Возле фамилии Паскаля красовалось: «Это мое! Паскаль гений. После его смерти математика и философия потеряли прелесть. Заслуги Паскаля перед наукой лежат в том числе и в области эстетики. Наука эстетична».
Жизнь — не менее, добавлю я, во всяком случае, она должна быть не менее эстетична, если не более. Французы — парижане — к эстетике относятся как-то странно. Мою добрую знакомую в ихней столице поразил такой факт. Хозяева комнаты в старом отеле выдали ей огромный ржавый ключ от туалета. С трудом открыв замок, она очутилась в маленькой комнатке с еле прикрытой трубой, которая вела в выгребную яму. У нас искаженные представления о французских удобствах. Правда, там нет сибирских морозов.
Эстетизация жизни — наш сегодняшний день. Путь к ней лежит через науку. Эстетизируя науку, мы помогаем эстетизировать жизнь. В этом смысле заслуги любимого Сафроновым Блеза Паскаля безмерны.
Шестая глава посвящена детству Володи Сафонова. Рядом с номером главы я прочел: «Не мое! Ко мне имеет мало касательства». Эпизод с созданием литературного кружка откомментирован кратко: «Доклады были для меня отдушиной. Над есенинским я сидел долго. Доклад о „Конармии“ Э. включил, очевидно, потому, что дружил с Б.».
Во второй части главы Эренбург дает развернутую картину душевных устремлений героя романа: «Он любил историю и стихи. Но изучать он хотел математику. Он не верил ни рифмам, ни подвигам. Тысячи книг оставляли в нем ощущение неудовлетворенной жажды». Напротив мелким скоком бежала карандашная строчка: «Наверное, потому, что я всегда мечтал писать прозу».
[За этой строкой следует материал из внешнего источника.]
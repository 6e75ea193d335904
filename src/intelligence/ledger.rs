use std::cmp::Ordering;
use std::collections::{HashMap, HashSet, VecDeque};
use std::sync::Arc;

use chrono::{DateTime, Duration, Utc};
use rust_decimal::Decimal;
use tokio::sync::RwLock;

use crate::models::{RankBy, Side, TradeRecord, TradeRef, TraderStats};

/// Full sweep of every trader's window once per this many ingests.
const SWEEP_EVERY: u32 = 256;

/// Shared across the pipeline (single writer) and ranking readers.
pub type SharedLedger = Arc<RwLock<TraderLedger>>;

#[derive(Debug, Clone, Copy, PartialEq, Eq)]
enum Closing {
    /// Opened or added to a position, or sold without a known cost basis.
    Open,
    Win,
    Loss,
    Flat,
}

#[derive(Debug, Clone)]
struct LedgerEntry {
    timestamp: DateTime<Utc>,
    volume: Decimal,
    closing: Closing,
}

/// Open outcome-token position used to judge later sells.
#[derive(Debug, Clone, Default)]
struct Lot {
    shares: Decimal,
    cost: Decimal,
}

#[derive(Debug, Default)]
struct TraderWindow {
    entries: VecDeque<LedgerEntry>,
    lots: HashMap<String, Lot>,
}

impl TraderWindow {
    fn apply(&mut self, token: &str, side: Side, shares: Decimal, price: Decimal) -> Closing {
        match side {
            Side::Buy => {
                let lot = self.lots.entry(token.to_string()).or_default();
                lot.shares += shares;
                lot.cost += shares * price;
                Closing::Open
            }
            Side::Sell => {
                let Some(lot) = self.lots.get_mut(token) else {
                    return Closing::Open;
                };
                if lot.shares.is_zero() {
                    return Closing::Open;
                }

                let avg = lot.cost / lot.shares;
                let closing = match price.cmp(&avg) {
                    Ordering::Greater => Closing::Win,
                    Ordering::Less => Closing::Loss,
                    Ordering::Equal => Closing::Flat,
                };

                let sold = shares.min(lot.shares);
                lot.shares -= sold;
                lot.cost -= avg * sold;
                if lot.shares.is_zero() {
                    self.lots.remove(token);
                }
                closing
            }
        }
    }

    fn evict_before(&mut self, cutoff: DateTime<Utc>) {
        while self.entries.front().is_some_and(|e| e.timestamp < cutoff) {
            self.entries.pop_front();
        }
    }

    fn stats(
        &self,
        address: &str,
        cutoff: DateTime<Utc>,
        now: DateTime<Utc>,
    ) -> Option<TraderStats> {
        let mut stats = TraderStats {
            address: address.to_string(),
            window_start: cutoff,
            window_end: now,
            total_volume: Decimal::ZERO,
            trade_count: 0,
            wins: 0,
            losses: 0,
        };

        for entry in self.entries.iter().filter(|e| e.timestamp >= cutoff) {
            stats.total_volume += entry.volume;
            stats.trade_count += 1;
            match entry.closing {
                Closing::Win => stats.wins += 1,
                Closing::Loss => stats.losses += 1,
                Closing::Open | Closing::Flat => {}
            }
        }

        (stats.trade_count > 0).then_some(stats)
    }
}

/// Rolling per-address trade statistics.
///
/// Time is measured in block timestamps: the window ends at the latest
/// timestamp ingested so far. Entries that fall out of the window are
/// excluded from queries immediately but only dropped on a later ingest.
#[derive(Debug)]
pub struct TraderLedger {
    window: Duration,
    traders: HashMap<String, TraderWindow>,
    seen: HashSet<TradeRef>,
    seen_order: VecDeque<(DateTime<Utc>, TradeRef)>,
    ignored: HashSet<String>,
    now: Option<DateTime<Utc>>,
    ingests_since_sweep: u32,
}

impl TraderLedger {
    pub fn new(window: Duration) -> Self {
        Self {
            window,
            traders: HashMap::new(),
            seen: HashSet::new(),
            seen_order: VecDeque::new(),
            ignored: HashSet::new(),
            now: None,
            ingests_since_sweep: 0,
        }
    }

    /// Addresses that never get stats of their own (the exchange itself is the
    /// taker on every matched order).
    pub fn with_ignored(mut self, addresses: impl IntoIterator<Item = String>) -> Self {
        self.ignored.extend(addresses);
        self
    }

    pub fn shared(self) -> SharedLedger {
        Arc::new(RwLock::new(self))
    }

    pub fn window(&self) -> Duration {
        self.window
    }

    /// Latest timestamp ingested.
    pub fn now(&self) -> Option<DateTime<Utc>> {
        self.now
    }

    /// Number of addresses currently holding entries.
    pub fn trader_count(&self) -> usize {
        self.traders.len()
    }

    /// Apply a decoded trade to both counterparties. Returns false when the
    /// record was already applied or is older than the window.
    pub fn ingest(&mut self, record: &TradeRecord) -> bool {
        let trade_ref = record.trade_ref();
        if self.seen.contains(&trade_ref) {
            return false;
        }

        let now = self.now.map_or(record.timestamp, |n| n.max(record.timestamp));
        self.now = Some(now);
        let cutoff = now - self.window;
        if record.timestamp < cutoff {
            return false;
        }

        self.seen.insert(trade_ref.clone());
        self.seen_order.push_back((record.timestamp, trade_ref));

        let shares = record.share_amount();
        let volume = record.notional();

        let mut parties = vec![(record.maker_address.as_str(), record.side)];
        if record.taker_address != record.maker_address {
            parties.push((record.taker_address.as_str(), record.side.opposite()));
        }

        for (address, side) in parties {
            if self.ignored.contains(address) {
                continue;
            }
            let window = self.traders.entry(address.to_string()).or_default();
            let closing = window.apply(&record.market_id, side, shares, record.price);
            window.entries.push_back(LedgerEntry {
                timestamp: record.timestamp,
                volume,
                closing,
            });
            window.evict_before(cutoff);
        }

        self.ingests_since_sweep += 1;
        if self.ingests_since_sweep >= SWEEP_EVERY {
            self.sweep(cutoff);
        }

        true
    }

    fn sweep(&mut self, cutoff: DateTime<Utc>) {
        self.ingests_since_sweep = 0;

        for window in self.traders.values_mut() {
            window.evict_before(cutoff);
        }
        // Open lots do not keep a trader alive once their window is empty.
        self.traders.retain(|_, w| !w.entries.is_empty());

        while self
            .seen_order
            .front()
            .is_some_and(|(ts, _)| *ts < cutoff)
        {
            if let Some((_, trade_ref)) = self.seen_order.pop_front() {
                self.seen.remove(&trade_ref);
            }
        }

        tracing::debug!(traders = self.traders.len(), "Trader ledger swept");
    }

    /// Stats for one address inside the current window.
    pub fn stats(&self, address: &str) -> Option<TraderStats> {
        let now = self.now?;
        self.traders
            .get(address)?
            .stats(address, now - self.window, now)
    }

    /// Top `n` traders by `by`, descending; ties go to the lower address.
    pub fn top(&self, n: usize, by: RankBy) -> Vec<TraderStats> {
        let Some(now) = self.now else {
            return Vec::new();
        };
        let cutoff = now - self.window;

        let mut ranked: Vec<TraderStats> = self
            .traders
            .iter()
            .filter_map(|(address, w)| w.stats(address, cutoff, now))
            .collect();

        ranked.sort_by(|a, b| {
            metric_cmp(b, a, by).then_with(|| a.address.cmp(&b.address))
        });
        ranked.truncate(n);
        ranked
    }
}

fn metric_cmp(a: &TraderStats, b: &TraderStats, by: RankBy) -> Ordering {
    match by {
        RankBy::Volume => a.total_volume.cmp(&b.total_volume),
        RankBy::Count => a.trade_count.cmp(&b.trade_count),
        RankBy::WinRate => a.win_rate().cmp(&b.win_rate()),
    }
}

// ---------------------------------------------------------------------------
// Tests
// ---------------------------------------------------------------------------
pub mod block;
pub mod order;
pub mod trade;
pub mod tracked;
pub mod trader;

pub use block::{Block, ChainLog, ChainTransaction};
pub use order::{ReplicationOrder, SubmissionResult};
pub use trade::{TradeRecord, TradeRef};
pub use tracked::TrackedAddress;
pub use trader::{RankBy, TraderStats};

use serde::{Deserialize, Serialize};
use std::fmt;

/// Outcome-token amounts and USDC amounts on the exchange both carry 6 decimals.
pub const SHARE_DECIMALS: u32 = 6;

// ---------------------------------------------------------------------------
// Side
// ---------------------------------------------------------------------------

#[derive(Debug, Clone, Copy, PartialEq, Eq, Hash, Serialize, Deserialize)]
#[serde(rename_all = "UPPERCASE")]
pub enum Side {
    Buy,
    Sell,
}

impl Side {
    pub fn from_api_str(s: &str) -> Option<Self> {
        match s.to_uppercase().as_str() {
            "BUY" | "0" => Some(Side::Buy),
            "SELL" | "1" => Some(Side::Sell),
            _ => None,
        }
    }

    pub fn opposite(self) -> Self {
        match self {
            Side::Buy => Side::Sell,
            Side::Sell => Side::Buy,
        }
    }
}

impl fmt::Display for Side {
    fn fmt(&self, f: &mut fmt::Formatter<'_>) -> fmt::Result {
        match self {
            Side::Buy => write!(f, "BUY"),
            Side::Sell => write!(f, "SELL"),
        }
    }
}

// ---------------------------------------------------------------------------
// Cursor — last block fully processed by the pipeline
// ---------------------------------------------------------------------------

#[derive(Debug, Clone, Copy, PartialEq, Eq, Serialize, Deserialize)]
pub struct Cursor {
    pub last_processed_block: u64,
}

impl Cursor {
    pub fn new(last_processed_block: u64) -> Self {
        Self { last_processed_block }
    }

    pub fn next_block(&self) -> u64 {
        self.last_processed_block + 1
    }
}

// ---------------------------------------------------------------------------
// Addresses
// ---------------------------------------------------------------------------

#[derive(Debug, Clone, PartialEq, Eq, thiserror::Error)]
#[error("invalid address: {0}")]
pub struct InvalidAddress(pub String);

/// Normalize an address to lower-case `0x`-prefixed 40-hex form.
pub fn normalize_address(raw: &str) -> Result<String, InvalidAddress> {
    let trimmed = raw.trim();
    let hex = trimmed
        .strip_prefix("0x")
        .or_else(|| trimmed.strip_prefix("0X"))
        .unwrap_or(trimmed);

    if hex.len() != 40 || !hex.chars().all(|c| c.is_ascii_hexdigit()) {
        return Err(InvalidAddress(raw.to_string()));
    }

    Ok(format!("0x{}", hex.to_lowercase()))
}

/// Shorten an address or hash for log lines: `0xabcdef12…`.
pub fn short(s: &str) -> &str {
    &s[..10.min(s.len())]
}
«Он пил залпом, но во рту было по-прежнему сухо, — объяснял состояние Володи Сафонова Эренбург. — Он полюбил математику за ее отчужденность, за ту иллюзию абсолютной истины, которая другим открывалась в газетном листе или в живых людях. Он видел перед собой аудиторию университета» — наверняка ту, в которой не раз мы сиживали с Женей, золотистую, пахнущую влажным, протертым шваброй полом и залитую потоками света из высокого окна, — «цифры и одинокое служение суровой, но пламенной науке».